PD-ML-Lite: Private Distributed Machine Learning from Lighweight Cryptography

TL;DR

This paper introduces PD-ML-Lite, a privacy-preserving distributed machine learning methodology using lightweight cryptography, achieving accuracy comparable to non-private methods with optimal communication and measurable privacy guarantees.

Contribution

The paper presents a novel approach applying lightweight cryptographic protocols to distributed ML algorithms, maintaining accuracy and efficiency without heavy MPC frameworks.

Findings

Protocols are communication optimal.

Achieve same accuracy as non-private algorithms.
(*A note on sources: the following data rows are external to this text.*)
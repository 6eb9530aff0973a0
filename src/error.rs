//! The error channel (spec §4.10, §6, §7).
//!
//! A parse never panics. The first failure halts construction and is
//! reported as an [`Error`] carrying a stable numeric code, a human
//! message, and the `(row, col)` at which scanning stopped.

use std::fmt;

use crate::cursor::TextPos;

/// Stable numeric error codes (spec §6 taxonomy).
///
/// Names are indicative, not wire identifiers: the numeric value is the part
/// that is part of the contract.
#[derive(Clone, Copy, PartialEq, Eq, Debug)]
#[repr(u8)]
pub enum ErrorId {
    /// 0 — no error.
    None = 0,
    /// 1 — generic parse failure.
    Generic = 1,
    /// 2 — failed to open a file (collaborator-only; see [`crate::io`]).
    OpeningFile = 2,
    /// 3 — element malformed.
    ParsingElement = 3,
    /// 4 — element name missing.
    FailedToReadElementName = 4,
    /// 5 — element text-value malformed.
    ReadingElementValue = 5,
    /// 6 — attribute malformed.
    ReadingAttributes = 6,
    /// 7 — empty tag.
    ParsingEmpty = 7,
    /// 8 — end-tag mismatch or missing.
    ReadingEndTag = 8,
    /// 9 — unknown construct malformed.
    ParsingUnknown = 9,
    /// 10 — comment unterminated.
    ParsingComment = 10,
    /// 11 — declaration malformed.
    ParsingDeclaration = 11,
    /// 12 — document empty / no root element.
    DocumentEmpty = 12,
    /// 13 — unexpected NUL or EOF.
    EmbeddedNull = 13,
    /// 14 — CDATA unterminated.
    ParsingCdata = 14,
    /// 15 — document node placed non-root.
    DocumentTopOnly = 15,
}

impl ErrorId {
    fn description(self) -> &'static str {
        match self {
            ErrorId::None => "no error",
            ErrorId::Generic => "error",
            ErrorId::OpeningFile => "failed to open file",
            ErrorId::ParsingElement => "error parsing element",
            ErrorId::FailedToReadElementName => "failed to read element name",
            ErrorId::ReadingElementValue => "error reading element value",
            ErrorId::ReadingAttributes => "error reading attributes",
            ErrorId::ParsingEmpty => "empty tag",
            ErrorId::ReadingEndTag => "error reading end tag",
            ErrorId::ParsingUnknown => "error parsing unknown construct",
            ErrorId::ParsingComment => "error parsing comment",
            ErrorId::ParsingDeclaration => "error parsing declaration",
            ErrorId::DocumentEmpty => "document is empty",
            ErrorId::EmbeddedNull => "unexpected NUL or end of input",
            ErrorId::ParsingCdata => "error parsing CDATA",
            ErrorId::DocumentTopOnly => "a document node may only appear at the root",
        }
    }
}

/// A parse error: a code, a message, and the position it was raised at.
#[derive(Clone, PartialEq, Eq, Debug)]
pub struct Error {
    id: ErrorId,
    message: String,
    pos: TextPos,
}

impl Error {
    pub(crate) fn new(id: ErrorId, pos: TextPos) -> Self {
        Error { id, message: id.description().to_string(), pos }
    }

    pub(crate) fn with_message(id: ErrorId, pos: TextPos, message: impl Into<String>) -> Self {
        Error { id, message: message.into(), pos }
    }

    /// The stable numeric error code.
    pub fn id(&self) -> ErrorId {
        self.id
    }

    /// The human-readable error description.
    pub fn message(&self) -> &str {
        &self.message
    }

    /// 1-based row at which the error was detected.
    pub fn row(&self) -> u32 {
        self.pos.row
    }

    /// 1-based column at which the error was detected.
    pub fn col(&self) -> u32 {
        self.pos.col
    }

    /// The full source position at which the error was detected.
    pub fn pos(&self) -> TextPos {
        self.pos
    }
}

impl fmt::Display for Error {
    fn fmt(&self, f: &mut fmt::Formatter) -> fmt::Result {
        write!(f, "{} at {}", self.message, self.pos)
    }
}

impl std::error::Error for Error {}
Applicable to various ML tasks like topic modeling and recommender systems.

Abstract

Privacy is a major issue in learning from distributed data. Recently the cryptographic literature has provided several tools for this task. However, these tools either reduce the quality/accuracy of the learning algorithm---e.g., by adding noise---or they incur a high performance penalty and/or involve trusting external authorities. We propose a methodology for {\sl private distributed machine learning from light-weight cryptography} (in short, PD-ML-Lite). We apply our methodology to two major ML algorithms, namely non-negative matrix factorization (NMF) and singular value decomposition (SVD). Our resulting protocols are communication optimal, achieve the same accuracy as their non-private counterparts, and satisfy a notion of privacy---which we define---that is both intuitive and measurable. Our approach is to use lightweight cryptographic protocols (secure sum and normalized secure sum) to build learning algorithms rather than wrap complex learning algorithms in a heavy-cost MPC framework. We showcase our algorithms' utility and privacy on several applications: for NMF we consider topic modeling and recommender systems, and for SVD, principal component regression, and low rank approximation.